Addressing Racism Within the Toronto Police

ByBrad Bradford

Over the last few months Toronto has been having a difficult but critical conversation about racism in our city. These discussions have focused on the discrimination that Black, Indigenous, and other People of Colour (BIPOC) face at the hands of Toronto Police and they impact structural racism has across all aspects of our city. The recent Ontario Human Rights Commission report is yet another reminder of how Black Torontonians have been disproportionately impacted by use of force from Toronto Police. 

The time for action on policing and structural anti-Racism is now. Following the nearly 40 recommendations passed by City Council in June, Mayor Tory is bringing 81 recommendations to the Toronto Police board next week, making sweeping changes to Toronto’s policing. These changes follow through on Council’s commitment to pragmatically progressive action on anti-Black racism. 

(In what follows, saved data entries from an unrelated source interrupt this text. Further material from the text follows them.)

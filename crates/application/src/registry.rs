//! Extension-based routing between entity serializers.

use std::collections::BTreeMap;
use std::fmt;
use std::path::Path;
use std::sync::Arc;

use crate::ports::EntitySerializer;

/// A set of entity serializers keyed by file extension.
///
/// Extensions are matched case-insensitively and may be given with or
/// without a leading dot.
#[derive(Clone, Default)]
pub struct EntitySerializers {
    by_extension: BTreeMap<String, Arc<dyn EntitySerializer>>,
}

impl EntitySerializers {
    /// Creates an empty registry.
    #[must_use]
    pub fn new() -> Self {
        Self::default()
    }

    /// Registers a serializer under its default file extension.
    ///
    /// Returns the serializer previously registered for that extension, if any.
    pub fn register(
        &mut self,
        serializer: Arc<dyn EntitySerializer>,
    ) -> Option<Arc<dyn EntitySerializer>> {
        let extension = normalize_extension(serializer.default_file_extension());
        tracing::debug!(extension = %extension, "registering entity serializer");
        self.by_extension.insert(extension, serializer)
    }

    /// Builder-style variant of [`EntitySerializers::register`].
    #[must_use]
    pub fn with(mut self, serializer: Arc<dyn EntitySerializer>) -> Self {
        self.register(serializer);
        self
    }

    /// Finds the serializer for a file extension.
    #[must_use]
    pub fn for_extension(&self, extension: &str) -> Option<&Arc<dyn EntitySerializer>> {
        self.by_extension.get(&normalize_extension(extension))
    }

    /// Finds the serializer for a file, based on its extension.
    #[must_use]
    pub fn for_path(&self, path: &Path) -> Option<&Arc<dyn EntitySerializer>> {
        let extension = path.extension()?.to_str()?;
        let found = self.for_extension(extension);
        if found.is_none() {
            tracing::trace!(path = %path.display(), "no entity serializer for file");
        }
        found
    }

    /// Returns the registered extensions in sorted order.
    #[must_use]
    pub fn extensions(&self) -> Vec<&str> {
        self.by_extension.keys().map(String::as_str).collect()
    }

    /// Returns the number of registered serializers.
    #[must_use]
    pub fn len(&self) -> usize {
        self.by_extension.len()
    }

    /// Returns true if no serializer is registered.
    #[must_use]
    pub fn is_empty(&self) -> bool {
        self.by_extension.is_empty()
    }
}

impl fmt::Debug for EntitySerializers {
    fn fmt(&self, f: &mut fmt::Formatter<'_>) -> fmt::Result {
        f.debug_struct("EntitySerializers")
            .field("extensions", &self.extensions())
            .finish()
    }
}

fn normalize_extension(extension: &str) -> String {
    extension.trim_start_matches('.').to_ascii_lowercase()
}
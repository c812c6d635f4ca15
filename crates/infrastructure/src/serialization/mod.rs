//! Deterministic JSON serialization for entity files.
//!
//! Ensures clean Git diffs by:
//! - Sorting object keys alphabetically at every depth
//! - Using a fixed indentation (2 spaces by default)
//! - Using `\n` line endings and a trailing newline
//! - UTF-8 encoding without BOM

mod entity;
mod formatter;
mod json;

pub use entity::JsonEntitySerializer;
pub use formatter::JacksonFormatter;
pub use json::{Canonical, CanonicalMap, to_canonical_json, to_json_pretty};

 Some of the most significant proposed changes include:

  • Creating non-police alternatives for community crisis response, particularly for mental health and addiction calls to 911
  • Taking action to relocate TPS funding towards community safety programs
  • Removing legal barriers that prevent meaningful disciplinary action for police misconduct
  • Further transparency of the Police budget, including line-by-line breakdowns

These are key areas where reform is needed immediately, and these changes will be implemented as quickly as possible after the Police Board meeting on August 18th. These changes, while significant, are just the beginning. Purging racism from our public institutions is going to take years of hard work. We all have a responsibility not to shy-away from this difficult topic and to be an ally in this fight. 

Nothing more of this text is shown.